» **What you need to do**
Nothing in the data may be altered; restate all of it exactly.

------ Data under study

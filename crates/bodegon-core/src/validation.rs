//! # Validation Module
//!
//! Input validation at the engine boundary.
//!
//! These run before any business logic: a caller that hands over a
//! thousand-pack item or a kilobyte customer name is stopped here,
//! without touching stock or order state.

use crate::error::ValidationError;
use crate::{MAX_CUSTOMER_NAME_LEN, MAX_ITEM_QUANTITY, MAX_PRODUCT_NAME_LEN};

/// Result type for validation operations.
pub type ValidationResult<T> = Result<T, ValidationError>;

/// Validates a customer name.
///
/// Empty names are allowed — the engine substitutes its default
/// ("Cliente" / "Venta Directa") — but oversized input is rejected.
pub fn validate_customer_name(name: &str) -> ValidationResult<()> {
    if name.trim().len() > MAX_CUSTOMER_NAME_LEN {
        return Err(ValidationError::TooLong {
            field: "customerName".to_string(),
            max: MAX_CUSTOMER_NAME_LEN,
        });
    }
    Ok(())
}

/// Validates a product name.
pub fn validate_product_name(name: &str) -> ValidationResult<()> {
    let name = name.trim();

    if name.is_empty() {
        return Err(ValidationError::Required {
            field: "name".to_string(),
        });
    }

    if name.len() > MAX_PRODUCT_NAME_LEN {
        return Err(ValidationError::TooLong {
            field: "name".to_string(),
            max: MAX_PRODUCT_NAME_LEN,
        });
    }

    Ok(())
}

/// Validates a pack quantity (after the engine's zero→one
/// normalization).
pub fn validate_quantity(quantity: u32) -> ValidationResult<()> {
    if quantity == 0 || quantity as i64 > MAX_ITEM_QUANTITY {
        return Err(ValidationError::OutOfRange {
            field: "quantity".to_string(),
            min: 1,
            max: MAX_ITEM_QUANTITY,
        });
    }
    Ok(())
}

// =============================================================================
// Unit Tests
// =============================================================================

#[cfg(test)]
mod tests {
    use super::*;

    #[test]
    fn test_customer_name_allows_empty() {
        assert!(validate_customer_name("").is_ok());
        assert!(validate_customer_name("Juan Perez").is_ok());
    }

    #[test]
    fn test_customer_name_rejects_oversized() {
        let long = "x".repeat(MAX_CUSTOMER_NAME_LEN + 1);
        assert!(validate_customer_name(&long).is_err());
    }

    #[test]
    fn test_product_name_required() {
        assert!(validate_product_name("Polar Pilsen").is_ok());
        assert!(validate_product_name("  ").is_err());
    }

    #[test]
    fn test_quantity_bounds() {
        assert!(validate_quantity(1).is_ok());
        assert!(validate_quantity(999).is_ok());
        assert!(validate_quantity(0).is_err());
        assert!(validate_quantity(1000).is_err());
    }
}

------------

» **Output of the exercise**
filename crates/bodegon-core/src/validation.rs
//! # Validation Module
//!
//! Input validation at the engine boundary.
//!
//! These run before any business logic: a caller that hands over a
//! thousand-pack item or a kilobyte customer name is stopped here,
//! without touching stock or order state.

use crate::error::ValidationError;
use crate::{MAX_CUSTOMER_NAME_LEN, MAX_ITEM_QUANTITY, MAX_PRODUCT_NAME_LEN};

/// Result type for validation operations.
pub type ValidationResult<T> = Result<T, ValidationError>;

/// Validates a customer name.
///
/// Empty names are allowed — the engine substitutes its default
/// ("Cliente" / "Venta Directa") — but oversized input is rejected.
pub fn validate_customer_name(name: &str) -> ValidationResult<()> {
    if name.trim().len() > MAX_CUSTOMER_NAME_LEN {
        return Err(ValidationError::TooLong {
            field: "customerName".to_string(),
            max: MAX_CUSTOMER_NAME_LEN,
        });
    }
    Ok(())
}

/// Validates a product name.
pub fn validate_product_name(name: &str) -> ValidationResult<()> {
    let name = name.trim();

    if name.is_empty() {
        return Err(ValidationError::Required {
            field: "name".to_string(),
        });
    }

    if name.len() > MAX_PRODUCT_NAME_LEN {
        return Err(ValidationError::TooLong {
            field: "name".to_string(),
            max: MAX_PRODUCT_NAME_LEN,
        });
    }

    Ok(())
}

/// Validates a pack quantity (after the engine's zero→one
/// normalization).
pub fn validate_quantity(quantity: u32) -> ValidationResult<()> {
    if quantity == 0 || quantity as i64 > MAX_ITEM_QUANTITY {
        return Err(ValidationError::OutOfRange {
            field: "quantity".to_string(),
            min: 1,
            max: MAX_ITEM_QUANTITY,
        });
    }
    Ok(())
}

// =============================================================================
// Unit Tests
// =============================================================================

#[cfg(test)]
mod tests {
    use super::*;

    #[test]
    fn test_customer_name_allows_empty() {
        assert!(validate_customer_name("").is_ok());
        assert!(validate_customer_name("Juan Perez").is_ok());
    }

    #[test]
    fn test_customer_name_rejects_oversized() {
        let long = "x".repeat(MAX_CUSTOMER_NAME_LEN + 1);
        assert!(validate_customer_name(&long).is_err());
    }

    #[test]
    fn test_product_name_required() {
        assert!(validate_product_name("Polar Pilsen").is_ok());
        assert!(validate_product_name("  ").is_err());
    }

    #[test]
    fn test_quantity_bounds() {
        assert!(validate_quantity(1).is_ok());
        assert!(validate_quantity(999).is_ok());
        assert!(validate_quantity(0).is_err());
        assert!(validate_quantity(1000).is_err());
    }
}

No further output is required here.